Making Reflecting

The partnership

I carry a notebook around with me, and I jot down things I want to remember to write about. But it’s a small notebook, and I have 50-year-old eyes, and so sometimes in the name of expediency, I lose either legibility or intelligibility and sometimes both.

Like the entry that I wrote a few weeks ago in bed, late at night. Here it is, in its entirety: Paul McCartney, song (talk to Renee) / partnership between reader and writer.

Now, this time, I happen to completely understand what I was getting at. For Christmas, I got Renee, who is a huge Beatles fan, this two-volume book of Paul McCartney lyrics and commentary, called, fittingly enough, The Lyrics: 1956 to the Present. It’s huge.

And one night we were lying in bed, reading our respective books, when she told me that she had just learned an interesting thing about a particular song – that while the lyrics were powerful and moving to us both, it turns out that when he wrote them, it was meant as a fun song, almost whimsical.

I bet you are wondering what song it was. I am too because while I wrote down the event, I made no mention of the song because I would surely remember it.

I do not remember it. My brief note was a bit too brief.

But I wrote it down because it so perfectly encapsulates the partnership that exists between the writer and the reader.

In 1994, I was dating a woman who was my superior in practically every way. She made more money than I did, she was older than I was, and she was smarter than I was. And when we broke up, which was, in hindsight, inevitable, I took it rough. Really rough, in the way only a 22-year-old could.

I went on a three-day drunk. I drunk-called her house at all hours. I showed up outside her house and the police got called – not by her, but by the neighbor who took umbrage to my declarations of my love in her front yard at 3 in the morning.

Eventually, I came to terms with the breakup, but like 22-year-olds everywhere that go through tragic breakups, I found solace in music.

At the time, there was a popular country music song called Little Rock, by Tom Douglas, sung by Collin Ray. In it, the protagonist is starting his life over in Little Rock after destroying his relationship and is now trying to rebuild his new life while mourning the loss of the life he had.

A sample of the lyrics:

Well, I know I disappeared a time or two,

And along the way, I lost me and you.

I needed a new town for my new start

Selling VCR’s in Arkansas at a Wal-Mart.

I haven’t had a drink in nineteen days.

My eyes are clear and bright without that haze.

I like the preacher from the Church of Christ.

Sorry that I cried when I talked to you last night.

I think I’m on a roll here in Little Rock.
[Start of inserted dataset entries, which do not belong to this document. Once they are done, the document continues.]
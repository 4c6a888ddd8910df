use serde_json::Value;
use thiserror::Error;

use crate::state::data_model::{self, Dataset, ShapeError};

#[derive(Debug, Error)]
pub enum JsonCodecError {
    #[error("invalid JSON: {0}")]
    Parse(#[from] serde_json::Error),
    #[error(transparent)]
    Shape(#[from] ShapeError),
}

/// Parses full JSON text into a dataset: an array of objects as-is, a single
/// object wrapped in a one-element array.
pub fn parse_json(text: &str) -> Result<Dataset, JsonCodecError> {
    let value: Value = serde_json::from_str(text)?;
    Ok(data_model::dataset_from_value(value)?)
}

/// Pretty-printed with a 2-space indent.
pub fn format_json(data: &Dataset) -> Result<String, JsonCodecError> {
    Ok(serde_json::to_string_pretty(data)?)
}

/// Syntax-only check backing the raw-JSON editor pane.
pub fn validate_json(text: &str) -> Result<(), JsonCodecError> {
    serde_json::from_str::<Value>(text)?;
    Ok(())
}
pub mod io;
pub mod notify;
pub mod state;
pub mod store;
pub mod ui;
I’m solid as a stone, baby, wait and see.

I’ve got just one small problem here in Little Rock,

Without you, baby I’m not me.

Now, you might look at those lyrics here in the cold light of day in the year of our Lord Two Thousand and Twenty-Two and say to yourself that they are trite and sentimental. And I would agree with you. But 22-year-old me in 1994 drank at least a few cases of beer while sobbing and listening to that song on repeat, for weeks and weeks. I wore out that cassette tape; playing that song, then hitting rewind and playing it again. One thing you can say for MP3 players – listening to sad breakup music is easier than it was back in the day.

I already knew the song, of course. It had been out a while. But when I went through that breakup, it perfectly captured the struggle, the mourning, the lament, and the hope of it all.

When Tom Douglas wrote that song, he had no idea who I was. He had probably never set foot in Southaven, Mississippi, the scene of the yard incident. But he didn’t have to. He wrote the words, but I supplied the meaning. We were in partnership, Mr. Douglass and I.

It doesn’t matter if he had ever been through a breakup. It doesn’t matter if he had ever dated anyone, ever. I supplied every bit of meaning that I put on that song. And while I hear that song today and it reminds me of that time, I recognize that, objectively, it’s not a great song.

But it didn’t matter.

I try hard to write in an accessible way – people who know me say they can hear my voice when they read my writing, which is 100% what I’m shooting for. And I’m fortunate that I have a really interactive group of readers. Not a day goes by when I don’t get an email or Facebook message from someone who read something I wrote, and often they will tell me the story of how something I wrote – sometimes something I wrote years ago – really spoke to them.

And sometimes, they see things in my writing that perplex me, because I didn’t put them there. Luckily for me, they tend to be good things, by and large, but still. But I guarantee you I saw things in the song Little Rock that neither the singer nor the songwriter put there. In the partnership between the writer and I, he supplied the worlds, and I supplied the meaning.

Now, I have to confess that as a writer, there are times this frustrates me. I will spend a great deal of time crafting an essay about, say, birds, and then I see where someone shared it on Facebook, and they talk about how it’s a testimonial to the enduring power of the human spirit.

I really thought it was about birds. But if they needed to hear about the enduring power of the human spirit right then, I’m willing to let them have it. After all, I just bring the words – they supply the meaning.